In a 2011 study, a team of researchers published an article titled “Corruption Kills: Estimating the Global Impact of Corruption on Children’s Deaths” in which they scrutinized the impact of political corruption on child mortality. Prior to the study, scholarly literature existed in support of the notion that corruption has a negative impact on the deaths of children, though the team wanted to gain further insight (Hanf et al., 2011). By using a multivariate model, they found that corruption lead to an estimated minimum of 140,000 deaths of children. A significant variable in the study was “the percentage of people with improved sanitation”. This may be interpreted as overall sanitation including hygiene practices in health services, but also relating to cleanliness around water resources leading to water-borne diseases. The authors of the study warn that “without paying regard to the anti-corruption mechanisms needed to ensure” improved sanitation practices, global trends could continue to result in more deaths of children around the globe, while also allowing for more corrupt government practices to occur (Hanf et al, 2011).

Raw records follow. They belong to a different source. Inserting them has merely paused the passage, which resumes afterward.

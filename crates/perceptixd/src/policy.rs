//! Policy engine: adaptive automation routing for remediation.
//!
//! Policies live in the historian (table: policies) as JSON definitions and
//! are evaluated against every confirmed incident. A matching policy routes
//! the incident to a remediation playbook, optionally behind an approval
//! gate. Malformed or disabled policies are skipped, never fatal.

use perceptix_common::models::IncidentReport;
use serde::{Deserialize, Serialize};
use tracing::warn;

/// Match clause of a stored policy. All present conditions must hold.
#[derive(Debug, Clone, Default, Serialize, Deserialize)]
pub struct PolicyMatch {
    /// Incident type names; "*" matches everything. Empty means no filter.
    #[serde(default)]
    pub incident_types: Vec<String>,
    #[serde(default)]
    pub min_confidence: Option<f64>,
    /// Case-insensitive substrings matched against the root cause analysis.
    #[serde(default)]
    pub contains_any: Vec<String>,
}

/// Action clause of a stored policy.
#[derive(Debug, Clone, Serialize, Deserialize)]
pub struct PolicyActionDef {
    pub playbook: String,
    #[serde(default)]
    pub require_approval: bool,
}

/// Stored automation policy.
#[derive(Debug, Clone, Serialize, Deserialize)]
pub struct StoredPolicy {
    pub id: String,
    pub name: String,
    #[serde(default)]
    pub enabled: bool,
    #[serde(default, rename = "match")]
    pub matcher: PolicyMatch,
    pub action: PolicyActionDef,
    #[serde(default, skip_serializing_if = "Option::is_none")]
    pub rationale: Option<String>,
}

/// Routing decision produced by a matching policy.
#[derive(Debug, Clone, PartialEq, Eq)]
pub struct PolicyAction {
    pub policy_id: String,
    pub playbook: String,
    pub require_approval: bool,
}

pub struct PolicyEngine;

impl PolicyEngine {
    /// Evaluate policies against an incident report, in stored order.
    /// Disabled policies and policies with an empty playbook are skipped.
    pub fn evaluate(policies: &[StoredPolicy], report: &IncidentReport) -> Vec<PolicyAction> {
        let mut actions = Vec::new();
        for policy in policies {
            if !policy.enabled {
                continue;
            }
            if !Self::matches(&policy.matcher, report) {
                continue;
            }
            let playbook = policy.action.playbook.trim();
            if playbook.is_empty() {
                warn!("Policy '{}' has no playbook; skipping", policy.name);
                continue;
            }
            actions.push(PolicyAction {
                policy_id: policy.id.clone(),
                playbook: playbook.to_string(),
                require_approval: policy.action.require_approval,
            });
        }
        actions
    }

    fn matches(matcher: &PolicyMatch, report: &IncidentReport) -> bool {
        let incident_type = report.incident_type.as_str();
        let confidence = report.final_confidence_score;

        if !matcher.incident_types.is_empty() {
            let allowed: Vec<&str> = matcher
                .incident_types
                .iter()
                .map(|t| t.trim())
                .filter(|t| !t.is_empty())
                .collect();
            if !allowed.contains(&"*") && !allowed.contains(&incident_type) {
                return false;
            }
        }

        if let Some(min_conf) = matcher.min_confidence {
            if confidence < min_conf {
                return false;
            }
        }

        if !matcher.contains_any.is_empty() {
            let haystack = report.root_cause_analysis.to_lowercase();
            if !matcher
                .contains_any
                .iter()
                .any(|n| !n.is_empty() && haystack.contains(&n.to_lowercase()))
            {
                return false;
            }
        }

        true
    }
}

#[cfg(test)]
mod tests {
    use super::*;
    use crate::verifier::tests_support::sample_report;

    fn policy(id: &str, matcher: PolicyMatch, require_approval: bool) -> StoredPolicy {
        StoredPolicy {
            id: id.to_string(),
            name: format!("policy-{}", id),
            enabled: true,
            matcher,
            action: PolicyActionDef {
                playbook: "Fix Schema Mismatch".to_string(),
                require_approval,
            },
            rationale: None,
        }
    }

    #[test]
    fn test_incident_type_match() {
        let report = sample_report();
        let policies = vec![policy(
            "p1",
            PolicyMatch {
                incident_types: vec!["SCHEMA_CHANGE".to_string()],
                ..Default::default()
            },
            true,
        )];
        let actions = PolicyEngine::evaluate(&policies, &report);
        assert_eq!(actions.len(), 1);
        assert!(actions[0].require_approval);
    }

    #[test]
    fn test_wildcard_matches_everything() {
        let report = sample_report();
        let policies = vec![policy(
            "p1",
            PolicyMatch {
                incident_types: vec!["*".to_string()],
                ..Default::default()
            },
            false,
        )];
        assert_eq!(PolicyEngine::evaluate(&policies, &report).len(), 1);
    }

    #[test]
    fn test_min_confidence_gate() {
        // Report confidence 99.0: 90 passes, and a 99.5 floor rejects.
        let report = sample_report();
        let pass = policy(
            "p1",
            PolicyMatch {
                min_confidence: Some(90.0),
                ..Default::default()
            },
            false,
        );
        let reject = policy(
            "p2",
            PolicyMatch {
                min_confidence: Some(99.5),
                ..Default::default()
            },
            false,
        );
        let actions = PolicyEngine::evaluate(&[pass, reject], &report);
        assert_eq!(actions.len(), 1);
        assert_eq!(actions[0].policy_id, "p1");
    }

    #[test]
    fn test_below_min_confidence_yields_no_match() {
        let mut report = sample_report();
        report.final_confidence_score = 85.0;
        let policies = vec![policy(
            "p1",
            PolicyMatch {
                incident_types: vec!["SCHEMA_CHANGE".to_string()],
                min_confidence: Some(90.0),
                ..Default::default()
            },
            true,
        )];
        assert!(PolicyEngine::evaluate(&policies, &report).is_empty());
    }

    #[test]
    fn test_contains_any_is_case_insensitive() {
        let report = sample_report();
        let hit = policy(
            "p1",
            PolicyMatch {
                contains_any: vec!["ETL CONFIG".to_string()],
                ..Default::default()
            },
            false,
        );
        let miss = policy(
            "p2",
            PolicyMatch {
                contains_any: vec!["kafka".to_string()],
                ..Default::default()
            },
            false,
        );
        let actions = PolicyEngine::evaluate(&[hit, miss], &report);
        assert_eq!(actions.len(), 1);
        assert_eq!(actions[0].policy_id, "p1");
    }

    #[test]
    fn test_disabled_policies_are_skipped() {
        let report = sample_report();
        let mut p = policy("p1", PolicyMatch::default(), false);
        p.enabled = false;
        assert!(PolicyEngine::evaluate(&[p], &report).is_empty());
    }

    #[test]
    fn test_empty_playbook_is_skipped() {
        let report = sample_report();
        let mut p = policy("p1", PolicyMatch::default(), false);
        p.action.playbook = "   ".to_string();
        assert!(PolicyEngine::evaluate(&[p], &report).is_empty());
    }
}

They elaborate by stating that, “in the developing world, 80 per cent of health problems can be linked back to inadequate water and sanitation” (Hanf et al., 2011). These staggering findings relate to my thesis of corruption impacting malnutrition in all persons (thus of course including children), which I wish to recreate with some changes in this research. (This is further elaborated in the Methodology section of this paper.)

In a similar study published in The Pan African Medical Journal in 2015, Florence Nguzi Uchendu and Thaddeus Olatunbosun Abolarin examine corruption and its impact on food security and life expectancy in developing countries. Based on their findings, they write, “improvement in government policies to discourage corrupt practices, promote good governance, primary healthcare, mechanized agriculture, household food security, availability of portable water, and nutrition education at [the] community level should be embraced to eradicate malnutrition in developing countries.” They attribute corruption as being a factor which influences “socio-political problems” in developing countries. Here, a consequence of these problems is the negative influence on overall food security and life expectancy (Uchendu & Abolarin, 2015). Like “Corruption Kills”, I wish to further investigate the socio-political element of nutrition as influenced by corruption on its impact on children’s deaths and will reference Uchendu & Abolarin’s work. Their findings offer indirect support for my hypothesis, which would be tested in my multivariate model (to which I write more about in the Methodology section of this paper).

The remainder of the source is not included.